0

I have a string like the following

~~<b>A<i>C</i></b>~~/~~<u>D</u><b>B</b>~~has done this.

I am trying to get the text inside <b> tag. I am trying

<b>(.+)</b>

But I am getting <b>A<i>C</i></b>~~/~~<u>D</u><b>B</b>, but I need <b>A<i>C</i></b> as first match and <b>B</b> as the second match

Can anyone please help?

p.s.w.g
  • 146,324
  • 30
  • 291
  • 331
user3306669
  • 117
  • 1
  • 11
  • Can you post the regular expression that you've already tried?... – War10ck Apr 24 '14 at 15:01
  • Thou shall not try to parse html with regular expressions. Seriously, in most cases you will end up with a pile of unmaintainable and error-prone code - just imagine Nested sections of interest (eG. ...............).

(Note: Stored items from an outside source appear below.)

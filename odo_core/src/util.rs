//! Common time/unit helpers for odo_core.

use chrono::{DateTime, TimeDelta, Utc};

/// Number of seconds in one hour.
pub const SECS_PER_HOUR: f64 = 3600.0;
/// Number of milliseconds in one minute.
pub const MILLIS_PER_MINUTE: i64 = 60_000;

/// Convert a speed in miles per hour to miles per second.
#[inline]
pub fn mph_to_miles_per_sec(mph: f64) -> f64 {
    mph / SECS_PER_HOUR
}

/// Signed seconds from `from` to `to`, at millisecond resolution.
#[inline]
pub fn seconds_between(from: DateTime<Utc>, to: DateTime<Utc>) -> f64 {
    (to - from).num_milliseconds() as f64 / 1000.0
}

/// Whole minutes from `start` to `t`, or `None` when `t` precedes `start`.
#[inline]
pub fn minutes_since(start: DateTime<Utc>, t: DateTime<Utc>) -> Option<usize> {
    let ms = (t - start).num_milliseconds();
    if ms < 0 {
        return None;
    }
    usize::try_from(ms / MILLIS_PER_MINUTE).ok()
}

/// Start of the `k`-th minute on the grid anchored at `start`, or `None` past
/// the end of the calendar.
#[inline]
pub fn minute_start(start: DateTime<Utc>, k: usize) -> Option<DateTime<Utc>> {
    let delta = TimeDelta::try_minutes(i64::try_from(k).ok()?)?;
    start.checked_add_signed(delta)
}

/// `YYYY-MM-DDTHH:MM:SS`, fractional seconds dropped.
pub fn format_minute(t: DateTime<Utc>) -> String {
    t.format("%Y-%m-%dT%H:%M:%S").to_string()
}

Make sure that you have a **very** compelling reason to choose this path. – collapsar Apr 24 '14 at 15:09
  • The following questions in the [Stack Overflow Regular Expressions FAQ](http://stackoverflow.com/a/22944075/2736496) may be of interest: [In-depth discussion on the differences between greedy versus non-greedy](http://stackoverflow.com/a/3075532) (listed under "Quantifiers"), and [Don't use regex to parse HTML](http://stackoverflow.com/questions/590747/using-regular-expressions-to-parse-html-why-not) (under "General Information"). Please consider bookmarking the FAQ for future reference. – aliteralmind Apr 24 '14 at 15:12
  • This parsing will be under HTML5 canvas where I have to parse and create canvas text. I am doing this because I can not use html text inside canvas – user3306669 Apr 24 '14 at 15:21

1 Answers1

3

You need to use a non-greedy quantifier:

<b>(.+?)</b>

This will ensure that the match stops at the first </b> it finds.

However, I would generally recommend using a proper XML or HTML parser for this sort of thing. Regular expressions are simply not powerful enough to handle the recursive structure of XML.

p.s.w.g
  • 146,324
  • 30
  • 291
  • 331